Monster Energy drinks may be linked to five deaths and one heart attack, according to the Food and Drug Administration. Recently the government agency released documents that the deaths, which occurred over the past three years, may be linked to Monster Energy Drinks.
In December 2011, a 14-year-old girl died after drinking two 24-ounce energy drinks in a 24 hour period. Anais Fournier suffered a heart attack caused by caffeine toxicity, according to her doctors. Her parents have now brought a wrongful death lawsuit against Monster Energy.
Earlier this year, in response to Ms. Fournier’s death, Sen. Dick Durbin, a democrat from Illinois, asked the FDA to investigate Monster Energy drinks. He also asked the FDA to regulate the caffeine levels in energy drinks that are considered supplements. The senator also requested an investigation into other energy drink companies such as Red Bull, Rock Star, Full Throttle and AMP.

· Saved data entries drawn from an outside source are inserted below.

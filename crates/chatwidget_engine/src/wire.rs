use serde::{Deserialize, Serialize};
use serde_json::Value;

use crate::{ChatError, ChatReply, FailureKind};

/// Body of `POST /api/chatbot/`.
#[derive(Debug, Clone, PartialEq, Eq, Serialize)]
pub struct ChatRequest<'a> {
    pub message: &'a str,
}

/// Response body. The server also echoes `message` back, which is ignored.
///
/// Fields stay loosely typed so that an odd `error` or `response` payload
/// never hides the `success` flag.
#[derive(Debug, Clone, PartialEq, Default, Deserialize)]
pub struct ChatResponse {
    #[serde(default)]
    pub success: Option<Value>,
    #[serde(default)]
    pub response: Option<Value>,
    #[serde(default)]
    pub error: Option<Value>,
}

impl ChatResponse {
    /// The `success` flag, if the server sent a boolean one.
    pub fn success(&self) -> Option<bool> {
        self.success.as_ref().and_then(Value::as_bool)
    }

    pub fn reply_text(&self) -> Option<&str> {
        self.response.as_ref().and_then(Value::as_str)
    }

    /// `error` as text; structured errors are rendered as JSON.
    pub fn error_text(&self) -> Option<String> {
        match self.error.as_ref()? {
            Value::Null => None,
            Value::String(text) => Some(text.clone()),
            other => Some(other.to_string()),
        }
    }
}

/// Turns a status code and raw body into a reply or a classified failure.
///
/// `success: false` is an application failure whatever the status, since the
/// server reports handler exceptions as a 500 with that body. Every other
/// non-success shape is a transport failure.
pub fn classify_response(status: u16, body: &[u8]) -> Result<ChatReply, ChatError> {
    let is_success_status = (200..300).contains(&status);

    let parsed: ChatResponse = match serde_json::from_slice(body) {
        Ok(parsed) => parsed,
        Err(err) if is_success_status => {
            return Err(ChatError::new(
                FailureKind::MalformedResponse,
                format!("invalid JSON body: {err}"),
            ));
        }
        Err(_) => {
            return Err(ChatError::new(
                FailureKind::HttpStatus(status),
                format!("http status {status} without a chat payload"),
            ));
        }
    };

    match parsed.success() {
        Some(false) => Err(ChatError::new(
            FailureKind::Application { status },
            parsed
                .error_text()
                .unwrap_or_else(|| "server reported failure".to_string()),
        )),
        Some(true) if is_success_status => match parsed.reply_text() {
            Some(text) => Ok(ChatReply {
                text: text.to_string(),
            }),
            None => Err(ChatError::new(
                FailureKind::MalformedResponse,
                "success without a string response field",
            )),
        },
        _ if !is_success_status => Err(ChatError::new(
            FailureKind::HttpStatus(status),
            parsed
                .error_text()
                .unwrap_or_else(|| format!("http status {status}")),
        )),
        _ => Err(ChatError::new(
            FailureKind::MalformedResponse,
            "missing boolean success field",
        )),
    }
}

#[cfg(test)]
mod tests {
    use super::*;

    #[test]
    fn request_serializes_message_field_only() {
        let body = serde_json::to_string(&ChatRequest { message: "Hello" }).unwrap();
        assert_eq!(body, r#"{"message":"Hello"}"#);
    }

    #[test]
    fn success_with_reply() {
        let reply = classify_response(
            200,
            br#"{"success": true, "response": "Hi there!", "message": "Hello"}"#,
        )
        .unwrap();
        assert_eq!(reply.text, "Hi there!");
    }

    #[test]
    fn server_exception_is_application_failure() {
        let err = classify_response(500, br#"{"success": false, "error": "quota"}"#).unwrap_err();
        assert_eq!(err.kind, FailureKind::Application { status: 500 });
        assert_eq!(err.message, "quota");
        assert!(!err.kind.is_transport());
    }

    #[test]
    fn failure_flag_wins_over_odd_payloads() {
        let err = classify_response(500, br#"{"success": false, "error": {"detail": "x"}}"#)
            .unwrap_err();
        assert_eq!(err.kind, FailureKind::Application { status: 500 });
        assert_eq!(err.message, r#"{"detail":"x"}"#);

        let err = classify_response(200, br#"{"success": false, "response": 0}"#).unwrap_err();
        assert_eq!(err.kind, FailureKind::Application { status: 200 });
        assert_eq!(err.message, "server reported failure");

        let err = classify_response(200, br#"{"success": false}"#).unwrap_err();
        assert_eq!(err.kind, FailureKind::Application { status: 200 });
        assert!(!err.kind.is_transport());
    }

    #[test]
    fn bad_request_without_discriminator_is_transport() {
        let err = classify_response(400, br#"{"error": "Empty message"}"#).unwrap_err();
        assert_eq!(err.kind, FailureKind::HttpStatus(400));
        assert_eq!(err.message, "Empty message");
        assert!(err.kind.is_transport());
    }

    #[test]
    fn other_shapes_are_transport() {
        let cases: [(u16, &[u8]); 6] = [
            (200, b"<html>oops</html>"),
            (200, br#"{"success": true}"#),
            (200, br#"{"success": true, "response": 0}"#),
            (200, br#"{"reply": "no discriminator"}"#),
            (200, br#"{"success": "yes", "response": "x"}"#),
            (502, b"Bad Gateway"),
        ];
        for (status, body) in cases {
            let err = classify_response(status, body).unwrap_err();
            assert!(err.kind.is_transport(), "{status} {err}");
        }
    }
}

In a letter to FDA Commissioner Margaret Hamburg, Sen. Durbin cited a report released last year by the Substance Abuse and Mental Health Services Administration. The report said that the number of emergency room visits due to energy drink consumption rose ten-fold between 2005 and 2009, growing from 1,128 visits in 2005 to 13,114 in 2009. According to the report, energy drinks can contain caffeine levels ranging from 160 to 500 milligrams per serving.
The danger in these drinks is the high amount of caffeine in the beverage, as well as the other ingredients such as guarana, taurine, and ginseng, and the unknown effects of the interactions of these substances with high levels of caffeine.
It is clear that if energy drink companies such as Monster Energy are producing a dangerous product that causes heart attacks in otherwise healthy people, FDA intervention is necessary. We need more studies about the high levels of caffeine in these drinks, and the effects of the interaction of caffeine and the other substances included in the beverages.
I’m curious to see the results of this wrongful death suit. It will be interesting to see if any more deaths become attributed to energy drinks, and whether or not this lawsuit and others like it will inspire changes in public policy regarding the regulation of energy drinks and supplements.